The Central Bank of Nigeria (CBN), on Monday distanced itself from any plot to seize customer deposits in domiciliary account, or amend the Foreign-Exchange Act to provide for the imprisonment of those who hold foreign currencies beyond 30 days.
The clarification followed media reports suggesting that the Federal Government and the CBN were planning to imprison those who hold foreign currencies, particularly the United States dollars, for more than 30 days. This, the reports had noted, is part of efforts to check increasing volatility in forex rate there strengthening the international value of the Naira.
The report was given credence by raids of forex traders in some major cities like Lagos, Port Harcourt and Abuja, early this month for selling the green back above N400 each, as against the black market going rate of N460/$.
In a chat with journalists in Abuja, Isaac Okorafor, the CBN’s Acting Director, Corporate Communications, said such claims are false.

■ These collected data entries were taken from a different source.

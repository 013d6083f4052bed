//! Turns a successful fetch into the write set the store applies atomically.

use itertools::Itertools;
use tracing::info;

use super::error::StoreResult;
use super::model::{AppDetail, Fetched, GameRef, Label, SubDetail};
use super::store::{AppRow, CacheStore, RecordRow, SubRow, UpsertSet};

/// Positive ids, first occurrence kept.
pub fn unique_ids(ids: &[i64]) -> Vec<i64> {
    ids.iter().copied().filter(|id| *id > 0).unique().collect()
}

fn unique_labels(labels: &[Label]) -> Vec<Label> {
    labels
        .iter()
        .filter(|l| !l.name.trim().is_empty())
        .unique_by(|l| l.id)
        .cloned()
        .collect()
}

fn name_of(raw: &str) -> Option<String> {
    let trimmed = raw.trim();
    (!trimmed.is_empty()).then(|| trimmed.to_string())
}

pub fn app_upsert(app: &AppDetail, now: i64) -> UpsertSet {
    let dlc_links = match app.base {
        Some(base) => vec![(app.app_id, base)],
        None => unique_ids(&app.dlcs)
            .into_iter()
            .map(|dlc| (dlc, app.app_id))
            .collect(),
    };
    UpsertSet {
        record: RecordRow::App(AppRow {
            app_id: app.app_id,
            released: app.released,
            removed: app.removed,
            steam_cloud: app.steam_cloud,
            trading_cards: app.trading_cards,
            learning: app.learning,
            multiplayer: app.multiplayer,
            singleplayer: app.singleplayer,
            linux: app.linux,
            mac: app.mac,
            windows: app.windows,
            achievements: app.achievements,
            price: app.price,
            metacritic_score: app.metacritic_score,
            metacritic_id: app.metacritic_id.clone(),
            rating_percentage: app.rating_percentage,
            rating_count: app.rating_count,
            release_date: app.release_date,
        }),
        last_update: now,
        name: name_of(&app.name),
        genres: unique_labels(&app.genres),
        tags: unique_labels(&app.tags),
        dlc_links,
        sub_apps: unique_ids(&app.subs)
            .into_iter()
            .map(|sub| (sub, app.app_id))
            .collect(),
        bundle_apps: unique_ids(&app.bundles)
            .into_iter()
            .map(|bundle| (bundle, app.app_id))
            .collect(),
    }
}

pub fn sub_upsert(sub: &SubDetail, now: i64) -> UpsertSet {
    UpsertSet {
        record: RecordRow::Sub(SubRow {
            sub_id: sub.sub_id,
            released: sub.released,
            removed: sub.removed,
            price: sub.price,
            release_date: sub.release_date,
        }),
        last_update: now,
        name: name_of(&sub.name),
        genres: Vec::new(),
        tags: Vec::new(),
        dlc_links: Vec::new(),
        sub_apps: unique_ids(&sub.apps)
            .into_iter()
            .map(|app| (sub.sub_id, app))
            .collect(),
        bundle_apps: Vec::new(),
    }
}

pub fn upsert_for(fetched: &Fetched, now: i64) -> UpsertSet {
    match fetched {
        Fetched::App(app) => app_upsert(app, now),
        Fetched::Sub(sub) => sub_upsert(sub, now),
    }
}

/// Writes a fetched record and its relationship rows as one unit.
pub async fn reconcile<S>(store: &S, fetched: &Fetched, now: i64) -> StoreResult<()>
where
    S: CacheStore + ?Sized,
{
    let set = upsert_for(fetched, now);
    store.apply_upsert(&set).await?;
    info!(
        game = %fetched.game_ref(),
        genres = set.genres.len(),
        tags = set.tags.len(),
        dlcs = set.dlc_links.len(),
        subs = set.sub_apps.len(),
        bundles = set.bundle_apps.len(),
        "reconciled"
    );
    Ok(())
}

/// Permanent-not-found path: only the removed marker is written.
pub async fn mark_removed<S>(store: &S, game: GameRef, now: i64) -> StoreResult<()>
where
    S: CacheStore + ?Sized,
{
    store.mark_removed(game, now).await?;
    info!(%game, "marked removed");
    Ok(())
}

#[cfg(test)]
mod tests {
    use super::*;
    use crate::database_ops::model::GameType;
    use crate::database_ops::store::MemoryStore;

    fn sample_app() -> AppDetail {
        AppDetail {
            name: "Portal".into(),
            released: true,
            trading_cards: true,
            learning: Some(false),
            windows: true,
            price: 999,
            genres: vec![
                Label { id: 1, name: "Action".into() },
                Label { id: 1, name: "Action".into() },
                Label { id: 2, name: "  ".into() },
            ],
            tags: vec![Label { id: 19, name: "Puzzle".into() }],
            dlcs: vec![410, 411, 410],
            subs: vec![469, 469],
            bundles: vec![7],
            ..AppDetail::empty(400)
        }
    }

    #[test]
    fn collapses_duplicates_and_blank_labels() {
        let set = app_upsert(&sample_app(), 1_000);
        assert_eq!(set.genres, vec![Label { id: 1, name: "Action".into() }]);
        assert_eq!(set.dlc_links, vec![(410, 400), (411, 400)]);
        assert_eq!(set.sub_apps, vec![(469, 400)]);
        assert_eq!(set.bundle_apps, vec![(7, 400)]);
        assert_eq!(set.name.as_deref(), Some("Portal"));
    }

    #[test]
    fn dlc_links_point_at_base_when_app_is_dlc() {
        let mut dlc = sample_app();
        dlc.app_id = 410;
        dlc.base = Some(400);
        let set = app_upsert(&dlc, 1_000);
        assert_eq!(set.dlc_links, vec![(410, 400)]);
    }

    #[test]
    fn sub_writes_membership_rows() {
        let sub = SubDetail {
            sub_id: 469,
            name: "Orange Box".into(),
            released: true,
            removed: false,
            price: 2999,
            release_date: None,
            apps: vec![400, 420, 400],
        };
        let set = sub_upsert(&sub, 5);
        assert_eq!(set.record.game_ref(), GameRef::sub(469));
        assert_eq!(set.sub_apps, vec![(469, 400), (469, 420)]);
    }

    #[tokio::test]
    async fn applying_twice_matches_applying_once() {
        let store = MemoryStore::new();
        let fetched = Fetched::App(sample_app());
        reconcile(&store, &fetched, 1_000).await.unwrap();
        let once = store.snapshot().await;
        reconcile(&store, &fetched, 1_000).await.unwrap();
        assert_eq!(store.snapshot().await, once);
    }

    #[tokio::test]
    async fn removed_path_touches_only_the_marker() {
        let store = MemoryStore::new();
        store.enqueue(GameType::App, &[77]).await.unwrap();
        mark_removed(&store, GameRef::app(77), 2_000).await.unwrap();
        let state = store.snapshot().await;
        let stored = &state.apps[&77];
        assert!(stored.row.removed);
        assert!(!stored.queued_for_update);
        assert_eq!(stored.last_update, 2_000);
        assert!(state.names.is_empty());
        assert!(state.sub_apps.is_empty());
    }
}
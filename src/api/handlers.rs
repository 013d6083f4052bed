// HTTP request handlers for API endpoints

use crate::api::models::*;
use crate::database_ops::lookup::LookupService;
use actix_web::{web, HttpResponse, Result};

/// Health check endpoint; the store is checked through the ledger read.
pub async fn health_check(lookup: web::Data<LookupService>) -> Result<HttpResponse> {
    let database = match lookup.info().await {
        Ok(_) => "connected",
        Err(e) => {
            tracing::warn!(error = %e, "health check store read failed");
            "disconnected"
        }
    };
    Ok(HttpResponse::Ok().json(ApiResponse::success(HealthResponse {
        status: "healthy".to_string(),
        database: database.to_string(),
    })))
}

fn bad_request(message: String) -> HttpResponse {
    HttpResponse::BadRequest().json(ApiResponse::<()>::error(message))
}

fn store_failure(e: impl std::fmt::Display) -> HttpResponse {
    tracing::error!(error = %e, "lookup failed");
    HttpResponse::InternalServerError().json(ApiResponse::<()>::error("store unavailable"))
}

pub async fn get_apps(
    query: web::Query<IdsQuery>,
    lookup: web::Data<LookupService>,
) -> Result<HttpResponse> {
    let ids = match query.parse() {
        Ok(ids) => ids,
        Err(message) => return Ok(bad_request(message)),
    };
    tracing::debug!(count = ids.len(), "app lookup");
    Ok(match lookup.apps(&ids).await {
        Ok(result) => HttpResponse::Ok().json(ApiResponse::success(result)),
        Err(e) => store_failure(e),
    })
}

pub async fn get_subs(
    query: web::Query<IdsQuery>,
    lookup: web::Data<LookupService>,
) -> Result<HttpResponse> {
    let ids = match query.parse() {
        Ok(ids) => ids,
        Err(message) => return Ok(bad_request(message)),
    };
    tracing::debug!(count = ids.len(), "sub lookup");
    Ok(match lookup.subs(&ids).await {
        Ok(result) => HttpResponse::Ok().json(ApiResponse::success(result)),
        Err(e) => store_failure(e),
    })
}

pub async fn get_rcv(
    query: web::Query<TimelineParams>,
    lookup: web::Data<LookupService>,
) -> Result<HttpResponse> {
    let query = match query.parse() {
        Ok(query) => query,
        Err(message) => return Ok(bad_request(message)),
    };
    Ok(match lookup.rcv(&query).await {
        Ok(result) => HttpResponse::Ok().json(ApiResponse::success(result)),
        Err(e) => store_failure(e),
    })
}

pub async fn get_ncv(
    query: web::Query<TimelineParams>,
    lookup: web::Data<LookupService>,
) -> Result<HttpResponse> {
    let query = match query.parse() {
        Ok(query) => query,
        Err(message) => return Ok(bad_request(message)),
    };
    Ok(match lookup.ncv(&query).await {
        Ok(result) => HttpResponse::Ok().json(ApiResponse::success(result)),
        Err(e) => store_failure(e),
    })
}

pub async fn get_sgids(
    query: web::Query<GiftIdParams>,
    lookup: web::Data<LookupService>,
) -> Result<HttpResponse> {
    let (apps, subs) = match query.parse() {
        Ok(ids) => ids,
        Err(message) => return Ok(bad_request(message)),
    };
    Ok(match lookup.sgids(&apps, &subs).await {
        Ok(result) => HttpResponse::Ok().json(ApiResponse::success(result)),
        Err(e) => store_failure(e),
    })
}

pub async fn get_user_history(
    path: web::Path<String>,
    lookup: web::Data<LookupService>,
) -> Result<HttpResponse> {
    let steam_id = match parse_steam_id(&path) {
        Ok(id) => id,
        Err(message) => return Ok(bad_request(message)),
    };
    Ok(match lookup.user_history(&steam_id).await {
        Ok(result) => HttpResponse::Ok().json(ApiResponse::success(result)),
        Err(e) => store_failure(e),
    })
}

pub async fn get_info(lookup: web::Data<LookupService>) -> Result<HttpResponse> {
    Ok(match lookup.info().await {
        Ok(info) => HttpResponse::Ok().json(ApiResponse::success(info)),
        Err(e) => store_failure(e),
    })
}
//! Daily-note tool.

use async_trait::async_trait;
use serde_json::Value;

use quill_core::{CapabilityTier, CapabilityToken};
use quill_policy::is_allowed;
use quill_resolve::{ResolveError, ResolveOptions};

use crate::descriptor::{GatewayContext, ToolHandler};
use crate::error::{GatewayError, GatewayResult};
use crate::tools::{optional_bool, optional_str};
use crate::types::{ToolContent, ToolResult};

/// `open_daily_note` — resolve a date alias to its note and return the
/// content.
///
/// Advertised at `ReadOnly`, but the `create` argument requires `Full`:
/// argument-level gating the per-tool minimum cannot express. Resolution
/// runs without creation first, so policy is checked before any side
/// effect.
#[derive(Debug, Default, Clone, Copy)]
pub struct OpenDailyNoteTool;

#[async_trait]
impl ToolHandler for OpenDailyNoteTool {
    async fn call(
        &self,
        ctx: &GatewayContext,
        token: &CapabilityToken,
        args: Value,
    ) -> GatewayResult<ToolResult> {
        let alias = optional_str(&args, "alias").unwrap_or_else(|| "today".to_string());
        let create = optional_bool(&args, "create");
        let uri = format!("daily:///{alias}");

        let address = match ctx
            .resolver
            .resolve(&uri, ResolveOptions::default())
            .await
        {
            Ok(address) => address,
            Err(ResolveError::DailyNoteMissing { alias, path }) => {
                if !create {
                    return Err(ResolveError::DailyNoteMissing { alias, path }.into());
                }
                if token.tier < CapabilityTier::Full {
                    return Err(GatewayError::AccessDenied { path });
                }
                if !is_allowed(&path, token) {
                    return Err(GatewayError::NotFound { path });
                }
                ctx.resolver
                    .resolve(
                        &uri,
                        ResolveOptions {
                            create_if_missing: true,
                        },
                    )
                    .await?
            }
            Err(e) => return Err(e.into()),
        };

        if !is_allowed(&address.canonical_path, token) {
            return Err(GatewayError::NotFound {
                path: address.canonical_path,
            });
        }

        let text = ctx.vault.read(&address.canonical_path).await?;
        Ok(ToolResult {
            content: vec![ToolContent::Resource {
                uri: format!("daily:///{alias}"),
                text: Some(text),
            }],
            is_error: false,
        })
    }
}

He also denied knowledge of the proposed clause recommending a jail term for as long as two years or a fine of 20 per cent of the amount for any holder of foreign exchange in cash.
“To the best of my knowledge, the Central Bank of Nigeria (CBN) has not proposed any bill seeking to arrest and jail persons holding foreign exchange for more than 30 days,” Okorafor said.
Instead, he stressed the apex bank’s commitment to safeguarding the international value of the Naira.
The CBN spokesman also denied any plan to confiscate funds in domiciliary accounts of individuals, saying any such claim was false.